会計・監査ジャーナル2009年6月号に興味深い記事があったので紹介します(オリジナルの原稿はAICPA(米国公認会計士協会)の月刊誌に掲載されたもので、それをAICPAの許諾を受けて翻訳されたものです)。

簡単に言うと以下の2点の要因がIFRSの比較可能性(特に国際的な)を阻害する要因があることを指摘しています。

1.文化
会計基準の内容の解釈にあたって各国の会計士や経理担当者(以下、便宜的に「会計士」)の解釈がその国の文化によって異なる。特にIFRSの多くが原則主義であることから国の文化が判断を要する場面で最も影響を与えるものとして懸念の元となっている。
例えば、ドイツの会計士は米国の会計士に比べて、「probable」(可能性が高い)という単語の解釈においてより保守的な傾向を示している。
米国とギリシャの会計士では偶発事象の認識と開示について異なる決定をすることが分かっている。ギリシャの会計士は米国の会計士と比べて開示の観点から訴訟の存在を他社に明らかにしたがらなかった。
調査結果から分かることは、IFRSの会社にあたり国の文化が重要な役割を果たし、異なる判断が財務諸表上の重要な差異につながる可能性がある問題としている。


2.翻訳
英語を各国語に翻訳する際に本来の意味とは異なるニュアンスに翻訳される可能性がある。
例えば、発生可能性の表現(probable,not likely,reasonable assurance)について英語表現の解釈とフランス語翻訳の解釈では大きな違いがあることが明らかになっている。特に問題となるのは「remote」(ほとんど可能性がない)で、IAS37「引当金、偶発負債及び偶発資産」及びIAS31「ジョイントベンチャーに対する持分」で偶発負債を開示する境界線を設定するために使用されている単語である。2つの基準で「remote」が使われている文脈からはいずれも同じ意味を伝えることを意図していると考えられるが、フランス語訳ではIAS31の方がより強い規定を置いていると解釈されるような翻訳となっている。
ドイツ語訳ではそれ以上に問題があり、2つの基準の翻訳が異なっている。

という感じで文化と翻訳についての調査結果を述べた後に、結論として社会の価値観の仕組みは非常にゆっくりとしか変化しないため、多国籍業やグローバルな監査事務所がそれぞれの文化に対する認識をたけめる研修を強化することが重要になるだろうとしています。
また、「remote」を例えば「10%以下」という単語に置き換えれば言語上の不明瞭さをなくすことができるが、IFRSの背後にある哲学とは相容れないのでIASBの関係者には受け入れられないだろうとも述べています。

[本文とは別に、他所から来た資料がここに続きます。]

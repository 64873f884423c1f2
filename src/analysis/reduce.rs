//! Grid reductions over the local block of a field.
//!
//! Field data is replicated on every rank, so a reduction splits the first
//! grid axis into contiguous blocks, reduces its own block and combines the
//! partial results with an all-reduce.

use crate::basis::{AxisBasis, JacobiBasis, radial_quadrature};
use crate::distributor::{Distributor, ReduceOp};
use crate::error::{BasisError, Result};
use crate::field::{Space, grid_axes};
use crate::polynomial::JacobiFamily;
use faer::Mat;
use faer::linalg::solvers::Solve;
use std::f64::consts::PI;
use std::ops::Range;

/// Grid points of a space and the flat range owned by this rank.
#[derive(Clone, Debug)]
pub(crate) struct LocalGrid {
    pub axes: Vec<Vec<f64>>,
    /// Points per component.
    pub per_component: usize,
    /// Flat indices (within one component) of the local block.
    pub local: Range<usize>,
}

impl LocalGrid {
    pub(crate) fn new(space: &Space, distributor: &Distributor) -> Self {
        let axes = grid_axes(space);
        let per_component: usize = axes.iter().map(Vec::len).product();
        let first = axes.first().map_or(1, Vec::len);
        let rest = per_component / first.max(1);
        let block = distributor.local_block(first);
        Self {
            axes,
            per_component,
            local: block.start * rest..block.end * rest,
        }
    }

    /// Index along each axis of the flat point `flat`.
    pub(crate) fn unravel(&self, flat: usize) -> Vec<usize> {
        let mut rem = flat;
        let mut out = vec![0; self.axes.len()];
        for (a, ax) in self.axes.iter().enumerate().rev() {
            out[a] = rem % ax.len();
            rem /= ax.len();
        }
        out
    }
}

/// Reduce `local` on this rank, then across ranks.
pub(crate) fn all_reduce(distributor: &Distributor, local: impl Iterator<Item = f64>, op: ReduceOp) -> f64 {
    let partial = local.fold(op.identity(), |acc, v| op.combine(acc, v));
    distributor.comm().all_reduce(partial, op)
}

/// Integration weights of every grid axis, so that the volume integral of
/// grid data g is Σ g w_0 w_1 ... over all points.
pub(crate) fn grid_weights(space: &Space) -> Result<Vec<Vec<f64>>> {
    match space {
        Space::Cartesian(c) => c
            .axes()
            .iter()
            .map(|b| match b {
                None => Ok(vec![1.0]),
                Some(AxisBasis::Fourier(f)) => {
                    let n = f.grid().len();
                    Ok(vec![f.length() / n as f64; n])
                }
                Some(AxisBasis::Jacobi(j)) => interval_weights(j),
            })
            .collect(),
        Space::Ball(b) => {
            let sphere = b.sphere();
            let n_phi = sphere.phi_grid().len();
            let n_r = b.radial_grid().len();
            // Σ w (1+z)^{1/2} dz = 4√2 ∫ x² dx with z = 2x² - 1.
            let (_, w) = radial_quadrature(0.0, n_r, b.radius())?;
            let scale = b.radius().powi(3) / (4.0 * 2f64.sqrt());
            Ok(vec![
                vec![2.0 * PI / n_phi as f64; n_phi],
                sphere.theta_weights().to_vec(),
                w.into_iter().map(|wi| wi * scale).collect(),
            ])
        }
        Space::Sphere(s) => {
            let n_phi = s.phi_grid().len();
            let r2 = s.radius() * s.radius();
            Ok(vec![
                vec![2.0 * PI / n_phi as f64; n_phi],
                s.theta_weights().iter().map(|w| w * r2).collect(),
            ])
        }
    }
}

/// Interpolatory weights on the grid of a Jacobi axis: exact for
/// polynomials of degree below the grid size.
fn interval_weights(basis: &JacobiBasis) -> Result<Vec<f64>> {
    let y = basis.grid();
    let n = y.len();
    if n == 0 {
        return Err(BasisError::InvalidParameter("empty Jacobi grid".into()).into());
    }
    let legendre = JacobiFamily::legendre();
    let values: Vec<Vec<f64>> = y.iter().map(|&yi| legendre.values(n, basis.to_native(yi))).collect();
    // Σ_i w_i p_k(x_i) = ∫ p_k dx = √2 δ_k0 for orthonormal Legendre p_k.
    let a = Mat::<f64>::from_fn(n, n, |k, i| values[i][k]);
    let mut rhs = Mat::<f64>::zeros(n, 1);
    rhs[(0, 0)] = 2f64.sqrt();
    let w = a.as_ref().partial_piv_lu().solve(&rhs);
    let half = basis.length() / 2.0;
    Ok((0..n).map(|i| w[(i, 0)] * half).collect())
}

/// Local grid spacing around each node of a sorted grid line.
pub(crate) fn local_spacing(nodes: &[f64]) -> Vec<f64> {
    let n = nodes.len();
    (0..n)
        .map(|i| match (i.checked_sub(1), nodes.get(i + 1)) {
            (Some(l), Some(r)) => (r - nodes[l]).abs() / 2.0,
            (None, Some(r)) => (r - nodes[i]).abs(),
            (Some(l), None) => (nodes[i] - nodes[l]).abs(),
            (None, None) => f64::INFINITY,
        })
        .collect()
}

#[cfg(test)]
mod tests {
    use super::*;
    use crate::basis::{CartesianCoordinates, Dtype, FourierBasis, JacobiBasis};
    use crate::field::CartesianSpace;
    use approx::assert_relative_eq;

    #[test]
    fn test_chebyshev_weights_integrate_polynomials() {
        let c = CartesianCoordinates::new(&["y"]);
        let y = JacobiBasis::chebyshev(c.coord(0).clone(), 12, (0.0, 2.0), 1.5).unwrap();
        let w = interval_weights(&y).unwrap();
        let grid = y.grid();
        let total: f64 = w.iter().sum();
        assert_relative_eq!(total, 2.0, epsilon = 1e-12);
        // ∫_0^2 y³ dy = 4
        let cubic: f64 = grid.iter().zip(&w).map(|(y, w)| y.powi(3) * w).sum();
        assert_relative_eq!(cubic, 4.0, epsilon = 1e-12);
    }

    #[test]
    fn test_cartesian_volume() {
        let c = CartesianCoordinates::new(&["x", "y"]);
        let x = FourierBasis::real(c.coord(0).clone(), 8, (0.0, 3.0), 1.5).unwrap();
        let y = JacobiBasis::chebyshev(c.coord(1).clone(), 6, (-1.0, 1.0), 1.5).unwrap();
        let s = CartesianSpace::new(c, Dtype::Real, vec![Some(x.into()), Some(y.into())]).unwrap();
        let w = grid_weights(&Space::Cartesian(s)).unwrap();
        let volume: f64 = w.iter().map(|ax| ax.iter().sum::<f64>()).product();
        assert_relative_eq!(volume, 6.0, epsilon = 1e-12);
    }

    #[test]
    fn test_local_spacing() {
        let s = local_spacing(&[0.0, 1.0, 3.0]);
        assert_eq!(s, vec![1.0, 1.5, 2.0]);
    }
}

IFRSの日本語訳を読んだ方は分かると思いますが、所々で非常に読みにくいフレーズが出てくる一つの理由として、本来の意味を伝える意図がある翻訳だということですね。といっても、読みにくい→理解できない、では本末転倒ですが、、、。
個人的にはIFRSの適用の影響は、実は一部の会社(一部といってもほんの僅かという意味ではないです)や業界を除いて、巷で騒がれているほど大きくはないのでは?と思っていたりしますが、このあたりは次回以降にでも。